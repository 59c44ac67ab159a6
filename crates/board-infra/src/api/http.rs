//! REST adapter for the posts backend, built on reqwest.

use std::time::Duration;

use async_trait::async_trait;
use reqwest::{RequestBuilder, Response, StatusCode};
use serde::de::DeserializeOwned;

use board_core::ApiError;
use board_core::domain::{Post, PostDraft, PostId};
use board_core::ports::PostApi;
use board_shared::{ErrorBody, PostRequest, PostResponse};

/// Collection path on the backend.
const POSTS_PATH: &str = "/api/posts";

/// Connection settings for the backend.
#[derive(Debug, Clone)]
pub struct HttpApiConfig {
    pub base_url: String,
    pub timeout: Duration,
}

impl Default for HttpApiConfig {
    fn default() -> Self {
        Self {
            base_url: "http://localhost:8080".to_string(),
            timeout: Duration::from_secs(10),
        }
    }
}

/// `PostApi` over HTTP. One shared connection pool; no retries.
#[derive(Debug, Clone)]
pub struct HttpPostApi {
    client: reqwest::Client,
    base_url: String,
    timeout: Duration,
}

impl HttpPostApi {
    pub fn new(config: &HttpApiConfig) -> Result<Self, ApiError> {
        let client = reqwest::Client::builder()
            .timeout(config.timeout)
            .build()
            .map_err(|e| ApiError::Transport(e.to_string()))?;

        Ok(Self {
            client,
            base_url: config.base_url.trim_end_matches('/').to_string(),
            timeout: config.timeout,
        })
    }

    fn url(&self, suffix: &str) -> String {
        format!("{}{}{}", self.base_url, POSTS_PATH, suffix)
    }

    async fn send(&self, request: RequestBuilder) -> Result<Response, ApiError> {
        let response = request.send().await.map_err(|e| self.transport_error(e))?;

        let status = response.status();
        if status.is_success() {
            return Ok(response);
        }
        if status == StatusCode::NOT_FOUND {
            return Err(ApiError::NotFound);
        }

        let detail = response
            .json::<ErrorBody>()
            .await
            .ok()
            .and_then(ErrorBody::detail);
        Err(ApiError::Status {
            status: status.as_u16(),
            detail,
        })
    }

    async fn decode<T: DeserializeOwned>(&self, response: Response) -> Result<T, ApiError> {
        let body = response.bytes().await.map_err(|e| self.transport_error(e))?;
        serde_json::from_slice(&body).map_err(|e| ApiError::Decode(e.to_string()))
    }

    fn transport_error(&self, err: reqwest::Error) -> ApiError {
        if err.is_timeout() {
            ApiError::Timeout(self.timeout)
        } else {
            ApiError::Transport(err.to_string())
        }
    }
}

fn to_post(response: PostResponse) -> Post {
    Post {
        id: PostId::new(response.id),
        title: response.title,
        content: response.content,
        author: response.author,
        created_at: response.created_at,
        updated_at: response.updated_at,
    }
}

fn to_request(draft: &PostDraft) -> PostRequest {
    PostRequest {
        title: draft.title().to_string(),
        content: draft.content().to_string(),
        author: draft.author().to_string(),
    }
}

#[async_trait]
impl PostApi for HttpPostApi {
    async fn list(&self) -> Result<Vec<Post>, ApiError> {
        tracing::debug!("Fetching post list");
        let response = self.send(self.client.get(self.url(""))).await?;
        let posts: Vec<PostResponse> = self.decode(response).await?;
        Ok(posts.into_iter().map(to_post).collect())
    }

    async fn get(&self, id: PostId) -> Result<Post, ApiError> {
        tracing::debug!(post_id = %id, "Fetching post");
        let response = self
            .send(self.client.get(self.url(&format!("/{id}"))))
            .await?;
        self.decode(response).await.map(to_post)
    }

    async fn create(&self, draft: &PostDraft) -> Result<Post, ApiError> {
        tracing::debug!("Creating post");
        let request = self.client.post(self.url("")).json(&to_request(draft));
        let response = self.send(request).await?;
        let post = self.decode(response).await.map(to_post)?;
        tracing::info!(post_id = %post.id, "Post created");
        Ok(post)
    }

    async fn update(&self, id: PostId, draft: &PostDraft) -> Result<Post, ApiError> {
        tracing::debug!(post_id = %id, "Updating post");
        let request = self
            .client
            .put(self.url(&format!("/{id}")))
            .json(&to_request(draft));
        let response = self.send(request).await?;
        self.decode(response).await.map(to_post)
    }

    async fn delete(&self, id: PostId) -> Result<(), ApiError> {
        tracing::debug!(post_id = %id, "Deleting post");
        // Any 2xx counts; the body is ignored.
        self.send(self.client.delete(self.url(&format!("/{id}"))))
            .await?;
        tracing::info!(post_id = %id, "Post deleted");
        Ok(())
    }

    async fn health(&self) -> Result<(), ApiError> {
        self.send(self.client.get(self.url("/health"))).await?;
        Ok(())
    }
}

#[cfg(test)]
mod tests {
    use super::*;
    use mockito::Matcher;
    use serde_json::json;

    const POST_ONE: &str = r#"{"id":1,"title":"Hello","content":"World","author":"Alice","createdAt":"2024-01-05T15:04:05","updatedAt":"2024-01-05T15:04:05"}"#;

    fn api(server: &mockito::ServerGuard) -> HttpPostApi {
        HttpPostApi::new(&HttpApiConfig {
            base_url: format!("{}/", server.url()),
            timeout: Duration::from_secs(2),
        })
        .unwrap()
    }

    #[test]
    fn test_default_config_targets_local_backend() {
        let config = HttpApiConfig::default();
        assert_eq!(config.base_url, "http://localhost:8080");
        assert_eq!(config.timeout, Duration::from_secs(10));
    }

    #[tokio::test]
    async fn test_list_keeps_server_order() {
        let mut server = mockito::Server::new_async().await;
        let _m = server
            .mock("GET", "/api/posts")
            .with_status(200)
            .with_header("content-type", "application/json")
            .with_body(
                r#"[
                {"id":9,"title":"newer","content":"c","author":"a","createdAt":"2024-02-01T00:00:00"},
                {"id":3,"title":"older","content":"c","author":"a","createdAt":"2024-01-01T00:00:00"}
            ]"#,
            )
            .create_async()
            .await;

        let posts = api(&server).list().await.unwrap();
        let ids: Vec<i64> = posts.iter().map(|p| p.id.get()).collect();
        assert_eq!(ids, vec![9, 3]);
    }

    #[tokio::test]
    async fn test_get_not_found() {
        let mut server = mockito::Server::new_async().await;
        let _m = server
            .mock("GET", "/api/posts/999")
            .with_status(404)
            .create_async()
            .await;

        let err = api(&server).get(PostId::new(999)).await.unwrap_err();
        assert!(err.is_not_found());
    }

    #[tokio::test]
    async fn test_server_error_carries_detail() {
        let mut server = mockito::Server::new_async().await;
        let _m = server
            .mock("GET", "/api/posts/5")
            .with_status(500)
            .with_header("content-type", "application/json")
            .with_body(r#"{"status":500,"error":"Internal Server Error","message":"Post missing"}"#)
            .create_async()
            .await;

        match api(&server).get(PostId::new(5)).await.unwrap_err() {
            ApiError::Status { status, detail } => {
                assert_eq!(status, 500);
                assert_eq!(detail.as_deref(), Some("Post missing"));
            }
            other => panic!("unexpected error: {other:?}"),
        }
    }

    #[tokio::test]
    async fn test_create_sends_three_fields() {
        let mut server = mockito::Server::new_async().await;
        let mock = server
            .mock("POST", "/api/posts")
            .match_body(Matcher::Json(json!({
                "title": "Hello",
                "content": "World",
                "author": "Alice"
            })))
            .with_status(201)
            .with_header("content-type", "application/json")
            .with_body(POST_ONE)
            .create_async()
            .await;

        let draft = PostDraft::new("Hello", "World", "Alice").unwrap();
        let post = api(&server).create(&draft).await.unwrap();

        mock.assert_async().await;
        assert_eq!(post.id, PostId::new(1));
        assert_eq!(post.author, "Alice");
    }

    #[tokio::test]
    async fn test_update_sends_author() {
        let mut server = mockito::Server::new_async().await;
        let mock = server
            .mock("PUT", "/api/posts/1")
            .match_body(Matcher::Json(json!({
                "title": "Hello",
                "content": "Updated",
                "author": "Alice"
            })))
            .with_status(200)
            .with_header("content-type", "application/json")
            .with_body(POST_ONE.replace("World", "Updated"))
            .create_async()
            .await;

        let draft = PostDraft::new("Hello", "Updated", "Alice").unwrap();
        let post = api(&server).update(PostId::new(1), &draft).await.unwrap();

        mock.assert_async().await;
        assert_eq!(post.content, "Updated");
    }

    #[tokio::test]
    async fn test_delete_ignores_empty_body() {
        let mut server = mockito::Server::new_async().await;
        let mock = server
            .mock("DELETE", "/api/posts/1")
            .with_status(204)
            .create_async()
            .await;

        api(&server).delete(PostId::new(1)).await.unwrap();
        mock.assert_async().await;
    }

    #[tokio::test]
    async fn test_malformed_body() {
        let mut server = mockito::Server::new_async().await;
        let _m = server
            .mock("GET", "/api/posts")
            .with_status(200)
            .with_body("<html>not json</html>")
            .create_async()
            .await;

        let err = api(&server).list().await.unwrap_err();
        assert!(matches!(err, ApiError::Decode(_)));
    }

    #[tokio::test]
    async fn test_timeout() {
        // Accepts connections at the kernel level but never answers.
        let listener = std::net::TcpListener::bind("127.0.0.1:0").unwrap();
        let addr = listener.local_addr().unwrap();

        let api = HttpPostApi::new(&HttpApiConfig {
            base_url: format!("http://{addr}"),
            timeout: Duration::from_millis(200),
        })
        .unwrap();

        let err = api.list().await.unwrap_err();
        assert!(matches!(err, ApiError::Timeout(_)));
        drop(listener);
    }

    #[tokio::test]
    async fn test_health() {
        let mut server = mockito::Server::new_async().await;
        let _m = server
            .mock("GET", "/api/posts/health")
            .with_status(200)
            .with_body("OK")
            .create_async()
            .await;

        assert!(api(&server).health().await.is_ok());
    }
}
━━━━
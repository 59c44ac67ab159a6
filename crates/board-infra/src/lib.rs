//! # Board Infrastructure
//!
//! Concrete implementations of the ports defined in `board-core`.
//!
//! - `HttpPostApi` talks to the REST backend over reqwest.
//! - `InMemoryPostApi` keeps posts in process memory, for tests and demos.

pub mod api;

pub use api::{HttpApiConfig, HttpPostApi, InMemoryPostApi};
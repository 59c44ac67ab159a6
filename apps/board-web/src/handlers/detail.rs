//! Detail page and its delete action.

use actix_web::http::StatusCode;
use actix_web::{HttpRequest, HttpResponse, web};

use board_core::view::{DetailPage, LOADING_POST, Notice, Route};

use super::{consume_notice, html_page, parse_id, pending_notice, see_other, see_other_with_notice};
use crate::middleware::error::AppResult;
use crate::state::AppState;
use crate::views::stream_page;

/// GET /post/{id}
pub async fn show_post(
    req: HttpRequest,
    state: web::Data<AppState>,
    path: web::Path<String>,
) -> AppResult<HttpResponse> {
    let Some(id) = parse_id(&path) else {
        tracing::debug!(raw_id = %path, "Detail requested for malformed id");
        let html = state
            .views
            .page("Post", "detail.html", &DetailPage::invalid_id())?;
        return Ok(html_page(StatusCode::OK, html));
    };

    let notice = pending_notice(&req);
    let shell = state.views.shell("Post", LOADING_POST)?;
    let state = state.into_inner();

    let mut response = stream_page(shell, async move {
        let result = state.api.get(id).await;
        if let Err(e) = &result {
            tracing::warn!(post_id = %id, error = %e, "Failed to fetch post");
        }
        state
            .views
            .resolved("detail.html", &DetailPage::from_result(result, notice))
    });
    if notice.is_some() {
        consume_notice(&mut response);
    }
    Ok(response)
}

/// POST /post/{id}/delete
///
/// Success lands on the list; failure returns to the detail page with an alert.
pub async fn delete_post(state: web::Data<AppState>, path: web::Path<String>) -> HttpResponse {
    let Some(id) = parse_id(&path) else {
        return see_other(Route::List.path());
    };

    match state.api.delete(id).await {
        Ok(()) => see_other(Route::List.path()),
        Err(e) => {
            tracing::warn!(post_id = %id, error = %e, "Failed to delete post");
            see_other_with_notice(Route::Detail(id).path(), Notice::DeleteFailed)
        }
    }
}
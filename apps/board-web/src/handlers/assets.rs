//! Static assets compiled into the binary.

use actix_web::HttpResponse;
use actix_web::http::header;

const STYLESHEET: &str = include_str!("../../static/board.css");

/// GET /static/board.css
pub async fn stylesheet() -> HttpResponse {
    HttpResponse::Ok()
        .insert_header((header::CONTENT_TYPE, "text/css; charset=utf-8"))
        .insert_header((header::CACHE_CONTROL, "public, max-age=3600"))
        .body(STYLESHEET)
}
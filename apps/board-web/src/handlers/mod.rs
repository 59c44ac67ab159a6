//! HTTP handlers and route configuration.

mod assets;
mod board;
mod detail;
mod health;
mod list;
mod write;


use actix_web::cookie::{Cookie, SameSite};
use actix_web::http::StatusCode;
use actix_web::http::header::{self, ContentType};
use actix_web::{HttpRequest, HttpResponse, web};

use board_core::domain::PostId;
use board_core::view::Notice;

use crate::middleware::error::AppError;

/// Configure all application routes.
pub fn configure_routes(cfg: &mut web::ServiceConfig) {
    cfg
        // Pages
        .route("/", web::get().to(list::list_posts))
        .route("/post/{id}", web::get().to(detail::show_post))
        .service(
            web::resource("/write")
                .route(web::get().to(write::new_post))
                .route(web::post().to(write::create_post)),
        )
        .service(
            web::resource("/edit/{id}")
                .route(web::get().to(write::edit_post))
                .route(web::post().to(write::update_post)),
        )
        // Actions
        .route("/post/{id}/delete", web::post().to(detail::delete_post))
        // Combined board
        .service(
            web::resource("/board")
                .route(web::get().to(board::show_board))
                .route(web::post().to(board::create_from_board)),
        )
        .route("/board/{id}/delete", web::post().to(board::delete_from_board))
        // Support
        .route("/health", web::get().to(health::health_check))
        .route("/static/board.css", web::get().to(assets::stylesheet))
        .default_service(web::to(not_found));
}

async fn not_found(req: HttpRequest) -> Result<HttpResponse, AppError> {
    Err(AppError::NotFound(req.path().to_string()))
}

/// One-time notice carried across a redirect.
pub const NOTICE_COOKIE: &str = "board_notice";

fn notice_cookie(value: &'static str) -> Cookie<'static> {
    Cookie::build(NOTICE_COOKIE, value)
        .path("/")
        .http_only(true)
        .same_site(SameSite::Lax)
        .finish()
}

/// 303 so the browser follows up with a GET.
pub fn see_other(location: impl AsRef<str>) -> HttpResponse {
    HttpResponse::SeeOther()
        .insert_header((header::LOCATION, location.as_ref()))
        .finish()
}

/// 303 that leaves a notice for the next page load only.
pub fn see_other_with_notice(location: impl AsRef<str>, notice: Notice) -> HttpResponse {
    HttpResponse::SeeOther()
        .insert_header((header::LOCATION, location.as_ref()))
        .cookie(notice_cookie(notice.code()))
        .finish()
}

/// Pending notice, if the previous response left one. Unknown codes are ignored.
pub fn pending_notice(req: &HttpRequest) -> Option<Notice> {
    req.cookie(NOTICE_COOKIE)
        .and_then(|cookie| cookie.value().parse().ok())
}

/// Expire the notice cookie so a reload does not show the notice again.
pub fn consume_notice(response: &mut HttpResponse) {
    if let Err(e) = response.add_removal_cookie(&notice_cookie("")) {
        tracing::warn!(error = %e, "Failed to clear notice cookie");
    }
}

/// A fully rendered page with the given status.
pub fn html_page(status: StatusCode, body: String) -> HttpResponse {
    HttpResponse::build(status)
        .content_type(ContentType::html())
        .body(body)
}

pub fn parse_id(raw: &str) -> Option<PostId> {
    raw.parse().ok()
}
━━━━
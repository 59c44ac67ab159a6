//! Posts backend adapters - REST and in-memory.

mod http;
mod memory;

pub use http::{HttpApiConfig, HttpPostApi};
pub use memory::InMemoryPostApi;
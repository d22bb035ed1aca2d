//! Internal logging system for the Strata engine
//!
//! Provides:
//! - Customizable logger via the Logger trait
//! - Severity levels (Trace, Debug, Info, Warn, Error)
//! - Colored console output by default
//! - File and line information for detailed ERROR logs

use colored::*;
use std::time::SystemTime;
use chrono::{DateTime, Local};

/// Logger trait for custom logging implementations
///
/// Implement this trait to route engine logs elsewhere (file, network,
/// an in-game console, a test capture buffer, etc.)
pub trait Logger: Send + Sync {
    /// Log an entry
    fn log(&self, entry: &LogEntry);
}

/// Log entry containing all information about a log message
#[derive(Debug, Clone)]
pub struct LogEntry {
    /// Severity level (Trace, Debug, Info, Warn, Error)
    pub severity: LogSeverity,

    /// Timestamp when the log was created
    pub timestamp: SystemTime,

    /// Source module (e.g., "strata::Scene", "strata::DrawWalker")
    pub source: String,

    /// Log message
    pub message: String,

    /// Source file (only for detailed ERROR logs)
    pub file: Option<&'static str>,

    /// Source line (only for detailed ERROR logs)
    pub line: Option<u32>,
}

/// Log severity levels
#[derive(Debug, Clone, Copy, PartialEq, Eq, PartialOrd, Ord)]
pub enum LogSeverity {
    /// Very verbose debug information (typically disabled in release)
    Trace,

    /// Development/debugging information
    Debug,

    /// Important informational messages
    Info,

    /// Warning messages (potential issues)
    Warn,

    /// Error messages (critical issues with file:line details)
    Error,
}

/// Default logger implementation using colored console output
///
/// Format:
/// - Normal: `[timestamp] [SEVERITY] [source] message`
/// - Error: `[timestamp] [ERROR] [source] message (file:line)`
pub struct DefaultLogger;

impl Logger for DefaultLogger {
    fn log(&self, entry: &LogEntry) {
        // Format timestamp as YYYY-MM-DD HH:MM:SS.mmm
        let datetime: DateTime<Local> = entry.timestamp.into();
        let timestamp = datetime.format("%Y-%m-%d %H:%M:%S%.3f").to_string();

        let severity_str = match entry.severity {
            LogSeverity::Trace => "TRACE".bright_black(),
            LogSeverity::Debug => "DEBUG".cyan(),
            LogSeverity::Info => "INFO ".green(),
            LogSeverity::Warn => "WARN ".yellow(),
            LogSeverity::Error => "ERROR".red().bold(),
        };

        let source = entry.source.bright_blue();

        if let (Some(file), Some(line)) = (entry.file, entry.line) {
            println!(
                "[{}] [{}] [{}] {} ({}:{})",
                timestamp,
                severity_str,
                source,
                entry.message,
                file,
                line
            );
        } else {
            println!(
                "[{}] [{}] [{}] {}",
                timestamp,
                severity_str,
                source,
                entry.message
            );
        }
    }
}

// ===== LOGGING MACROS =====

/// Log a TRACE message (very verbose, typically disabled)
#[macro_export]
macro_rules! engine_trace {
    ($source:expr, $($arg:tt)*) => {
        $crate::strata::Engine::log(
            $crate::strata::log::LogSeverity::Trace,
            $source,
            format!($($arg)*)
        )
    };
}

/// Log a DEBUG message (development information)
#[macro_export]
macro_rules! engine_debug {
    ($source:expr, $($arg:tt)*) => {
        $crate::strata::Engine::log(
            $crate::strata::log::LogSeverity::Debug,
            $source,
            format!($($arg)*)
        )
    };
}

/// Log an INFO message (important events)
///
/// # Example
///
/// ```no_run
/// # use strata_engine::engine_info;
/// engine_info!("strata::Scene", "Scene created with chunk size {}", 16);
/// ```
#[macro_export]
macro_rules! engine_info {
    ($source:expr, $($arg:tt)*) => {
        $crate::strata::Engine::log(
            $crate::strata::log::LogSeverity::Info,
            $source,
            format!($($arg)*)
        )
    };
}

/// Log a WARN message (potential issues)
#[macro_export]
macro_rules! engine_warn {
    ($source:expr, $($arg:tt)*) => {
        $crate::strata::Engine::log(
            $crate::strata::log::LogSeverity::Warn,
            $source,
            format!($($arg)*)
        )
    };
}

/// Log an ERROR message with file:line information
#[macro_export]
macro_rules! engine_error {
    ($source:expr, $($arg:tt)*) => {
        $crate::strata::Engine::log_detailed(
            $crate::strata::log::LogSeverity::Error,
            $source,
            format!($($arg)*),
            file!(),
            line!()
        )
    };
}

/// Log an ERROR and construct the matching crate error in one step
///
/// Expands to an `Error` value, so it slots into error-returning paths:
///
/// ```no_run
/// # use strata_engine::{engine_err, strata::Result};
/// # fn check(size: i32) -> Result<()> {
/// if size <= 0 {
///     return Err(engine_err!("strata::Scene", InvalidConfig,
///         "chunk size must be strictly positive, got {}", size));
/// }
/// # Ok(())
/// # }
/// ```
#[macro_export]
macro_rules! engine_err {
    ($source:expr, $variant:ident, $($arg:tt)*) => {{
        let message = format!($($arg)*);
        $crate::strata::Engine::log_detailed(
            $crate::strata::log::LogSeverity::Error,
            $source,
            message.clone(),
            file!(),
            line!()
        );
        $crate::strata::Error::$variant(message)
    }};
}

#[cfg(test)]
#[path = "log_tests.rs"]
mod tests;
━━━━
TASK INSTRUCTIONS :: The expected answer holds each line from the listing above where the string "Data" is present.

WRITTEN SOLUTION ::
    state: web::Data<AppState>,
pub async fn delete_post(state: web::Data<AppState>, path: web::Path<String>) -> HttpResponse {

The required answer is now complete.